The summit has been designed to underscore the urgency — and the economic benefits — of stronger climate action and will set the stage for the United Nations Climate Change Conference (COP26) this November in Glasgow.
The United States is expected to announce an ambitious 2030 emissions target as its new Nationally Determined Contribution under the Paris Agreement. In his invitation, the President urged leaders to use the summit as an opportunity to outline how their countries also will contribute to stronger climate ambition.
Dr Emma Shortis is a Research Fellow at the EU Centre of Excellence at RMIT University and commented on what the upcoming summit means to Australia. She said: “Biden and his climate envoy, John Kerry, have said in no uncertain terms that Australia needs to take substantial action to tackle climate change.

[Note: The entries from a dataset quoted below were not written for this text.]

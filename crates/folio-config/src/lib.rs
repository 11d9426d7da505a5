//! Configuration management for Folio.
//!
//! Parses `folio.toml` configuration files with serde and provides
//! auto-discovery of config files in parent directories.
//!
//! CLI settings can be applied during load via [`CliSettings`].
//!
//! ## Environment Variable Expansion
//!
//! String values in `[book]` support environment variable expansion:
//!
//! - `${VAR}` - expands to the value of VAR, errors if unset
//! - `${VAR:-default}` - expands to VAR if set, otherwise uses default
//!
//! Expanded fields: `book.title`, `book.source_dir`, `book.output_dir`.

mod expand;

use std::path::{Path, PathBuf};

use glob::Pattern;
use serde::Deserialize;

/// Configuration filename to search for.
pub const CONFIG_FILENAME: &str = "folio.toml";

const DEFAULT_SOURCE_DIR: &str = "manuscript";
const DEFAULT_OUTPUT_DIR: &str = "build";

/// CLI settings that override configuration file values.
///
/// All fields are optional. Only non-None values override the loaded config.
#[derive(Debug, Default)]
pub struct CliSettings {
    /// Override chapter source directory.
    pub source_dir: Option<PathBuf>,
    /// Override build output directory.
    pub output_dir: Option<PathBuf>,
    /// Override syntax highlighting flag.
    pub highlight: Option<bool>,
    /// Override section numbering flag.
    pub number_sections: Option<bool>,
}

/// Application configuration.
#[derive(Debug, Deserialize)]
#[serde(default)]
pub struct Config {
    /// Book configuration (paths are relative strings from TOML).
    book: BookConfigRaw,
    /// Rendering options.
    pub render: RenderConfig,

    /// Resolved book configuration (set after loading).
    #[serde(skip)]
    pub book_resolved: BookConfig,
    /// Path to the config file (set after loading).
    #[serde(skip)]
    pub config_path: Option<PathBuf>,
}

impl Default for Config {
    fn default() -> Self {
        Self::default_with_base(Path::new("."))
    }
}

/// Raw book configuration as parsed from TOML.
#[derive(Debug, Deserialize, Default)]
#[serde(default)]
struct BookConfigRaw {
    title: Option<String>,
    source_dir: Option<String>,
    output_dir: Option<String>,
    exclude: Vec<String>,
}

/// Resolved book configuration with absolute paths and compiled patterns.
#[derive(Debug, Default)]
pub struct BookConfig {
    /// Book title.
    pub title: Option<String>,
    /// Directory containing chapter markdown files.
    pub source_dir: PathBuf,
    /// Directory rendered chapters are written to.
    pub output_dir: PathBuf,
    /// Chapters to skip, matched against paths relative to `source_dir`.
    pub exclude: Vec<Pattern>,
}

impl BookConfig {
    /// Whether a chapter path (relative to `source_dir`) is excluded.
    #[must_use]
    pub fn is_excluded(&self, relative: &Path) -> bool {
        self.exclude.iter().any(|pattern| pattern.matches_path(relative))
    }
}

/// Rendering options.
#[derive(Debug, Deserialize, Clone, Copy, PartialEq, Eq)]
#[serde(default)]
pub struct RenderConfig {
    /// Enable tables, strikethrough and task lists.
    pub gfm: bool,
    /// Highlight code listings.
    pub highlight: bool,
    /// Use the first `h1` of a chapter as its title.
    pub extract_title: bool,
    /// Number `h2`/`h3` headers.
    pub number_sections: bool,
}

impl Default for RenderConfig {
    fn default() -> Self {
        Self {
            gfm: true,
            highlight: true,
            extract_title: true,
            number_sections: true,
        }
    }
}

/// Configuration error.
#[derive(Debug, thiserror::Error)]
pub enum ConfigError {
    /// File not found.
    #[error("Configuration file not found: {}", .0.display())]
    NotFound(PathBuf),
    /// I/O error.
    #[error("I/O error: {0}")]
    Io(#[from] std::io::Error),
    /// TOML parsing error.
    #[error("TOML parse error: {0}")]
    Parse(#[from] toml::de::Error),
    /// Validation error.
    #[error("Configuration error: {0}")]
    Validation(String),
    /// Environment variable error during expansion.
    #[error("Environment variable error in {field}: {message}")]
    EnvVar {
        /// Config field path (e.g., "`book.title`").
        field: String,
        /// Error message (e.g., "${`BOOK_TITLE`}: environment variable not found").
        message: String,
    },
}

impl Config {
    /// Load configuration from file with optional CLI settings.
    ///
    /// If `config_path` is provided, loads from that file.
    /// Otherwise, searches for `folio.toml` in current directory and parents,
    /// falling back to defaults relative to the current directory.
    ///
    /// CLI settings are applied after loading and path resolution, so CLI
    /// arguments take precedence over config file values.
    ///
    /// # Errors
    ///
    /// Returns error if explicit `config_path` doesn't exist, parsing fails,
    /// or the resulting configuration is invalid.
    pub fn load(
        config_path: Option<&Path>,
        cli_settings: Option<&CliSettings>,
    ) -> Result<Self, ConfigError> {
        let mut config = if let Some(path) = config_path {
            if !path.exists() {
                return Err(ConfigError::NotFound(path.to_path_buf()));
            }
            Self::load_from_file(path)?
        } else if let Some(discovered) = Self::discover_config() {
            Self::load_from_file(&discovered)?
        } else {
            Self::default_with_cwd()
        };

        if let Some(settings) = cli_settings {
            config.apply_cli_settings(settings);
            config.validate()?;
        }

        Ok(config)
    }

    /// Apply CLI settings to the configuration.
    fn apply_cli_settings(&mut self, settings: &CliSettings) {
        if let Some(source_dir) = &settings.source_dir {
            self.book_resolved.source_dir.clone_from(source_dir);
        }
        if let Some(output_dir) = &settings.output_dir {
            self.book_resolved.output_dir.clone_from(output_dir);
        }
        if let Some(highlight) = settings.highlight {
            self.render.highlight = highlight;
        }
        if let Some(number_sections) = settings.number_sections {
            self.render.number_sections = number_sections;
        }
    }

    /// Search for config file in current directory and parents.
    fn discover_config() -> Option<PathBuf> {
        let start = std::env::current_dir().ok()?;
        Self::discover_from(&start)
    }

    /// Search for config file in `start` and its ancestors.
    fn discover_from(start: &Path) -> Option<PathBuf> {
        start
            .ancestors()
            .map(|dir| dir.join(CONFIG_FILENAME))
            .find(|candidate| candidate.is_file())
    }

    /// Create default config with paths relative to current working directory.
    fn default_with_cwd() -> Self {
        let cwd = std::env::current_dir().unwrap_or_default();
        Self::default_with_base(&cwd)
    }

    /// Create default config with paths relative to given base directory.
    fn default_with_base(base: &Path) -> Self {
        Self {
            book: BookConfigRaw::default(),
            render: RenderConfig::default(),
            book_resolved: BookConfig {
                title: None,
                source_dir: base.join(DEFAULT_SOURCE_DIR),
                output_dir: base.join(DEFAULT_OUTPUT_DIR),
                exclude: Vec::new(),
            },
            config_path: None,
        }
    }

    /// Load configuration from a specific file.
    fn load_from_file(path: &Path) -> Result<Self, ConfigError> {
        let content = std::fs::read_to_string(path)?;
        let mut config: Self = toml::from_str(&content)?;

        // Expand environment variables before path resolution
        config.expand_env_vars()?;

        let config_dir = path.parent().unwrap_or(Path::new("."));
        config.resolve_paths(config_dir)?;
        config.config_path = Some(path.to_path_buf());

        config.validate()?;

        Ok(config)
    }

    /// Validate configuration values.
    ///
    /// Called automatically after loading from file and after CLI settings
    /// are applied.
    ///
    /// # Errors
    ///
    /// Returns `ConfigError::Validation` if any validation fails.
    pub fn validate(&self) -> Result<(), ConfigError> {
        let book = &self.book_resolved;

        if book.title.as_deref().is_some_and(|t| t.trim().is_empty()) {
            return Err(ConfigError::Validation(
                "book.title cannot be empty".to_owned(),
            ));
        }

        if book.source_dir == book.output_dir {
            return Err(ConfigError::Validation(format!(
                "book.output_dir must differ from book.source_dir ({})",
                book.source_dir.display()
            )));
        }

        Ok(())
    }

    /// Expand environment variable references in configuration strings.
    fn expand_env_vars(&mut self) -> Result<(), ConfigError> {
        let book = &mut self.book;
        book.title = expand::expand_env_opt(book.title.as_deref(), "book.title")?;
        book.source_dir = expand::expand_env_opt(book.source_dir.as_deref(), "book.source_dir")?;
        book.output_dir = expand::expand_env_opt(book.output_dir.as_deref(), "book.output_dir")?;
        Ok(())
    }

    /// Resolve relative paths against the config directory and compile
    /// exclude patterns.
    fn resolve_paths(&mut self, config_dir: &Path) -> Result<(), ConfigError> {
        let resolve = |path: Option<&str>, default: &str| config_dir.join(path.unwrap_or(default));

        let exclude = self
            .book
            .exclude
            .iter()
            .map(|p| {
                Pattern::new(p).map_err(|e| {
                    ConfigError::Validation(format!("book.exclude pattern {p:?} is invalid: {e}"))
                })
            })
            .collect::<Result<Vec<_>, _>>()?;

        self.book_resolved = BookConfig {
            title: self.book.title.clone(),
            source_dir: resolve(self.book.source_dir.as_deref(), DEFAULT_SOURCE_DIR),
            output_dir: resolve(self.book.output_dir.as_deref(), DEFAULT_OUTPUT_DIR),
            exclude,
        };

        Ok(())
    }
}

“In response, the Australian Government has changed its rhetoric but not its policies.
“The Morrison government will go to the summit assuming it can wait out any pressure from the Biden administration, hiding behind complicated but ineffective policy pronouncements and assuring itself that the consequences of US pressure will be minimal.
“Whether the Biden administration and the European Union continue to tolerate this inaction, it will have significant consequences, both for the outcome of this summit and for the approach world leaders take to COP26 in Glasgow in November.”
In recent years, scientists have underscored the need to limit planetary warming to 1.5°C in order to stave off the worst impacts of climate change. A key goal of both the Leaders Summit and COP26 will be to catalyse efforts that keep that 1.5-degree goal within reach. The summit will also highlight examples of how enhanced climate ambition will create good paying jobs, advance innovative technologies and help vulnerable countries adapt to climate impacts.
According to independent industry association Carbon Market Institute (CMI), Australian corporate interest and activity in climate action is surging.
Membership to the CMI has grown 36% this financial year with Coles signing on this month as the 100th member, following the retailer’s commitment to using 100% renewable electricity by the end of FY25, reducing Scope 1&2 emissions by more than 75% by the end of FY30 (from a FY20 baseline) and achieving net-zero emissions by 2050.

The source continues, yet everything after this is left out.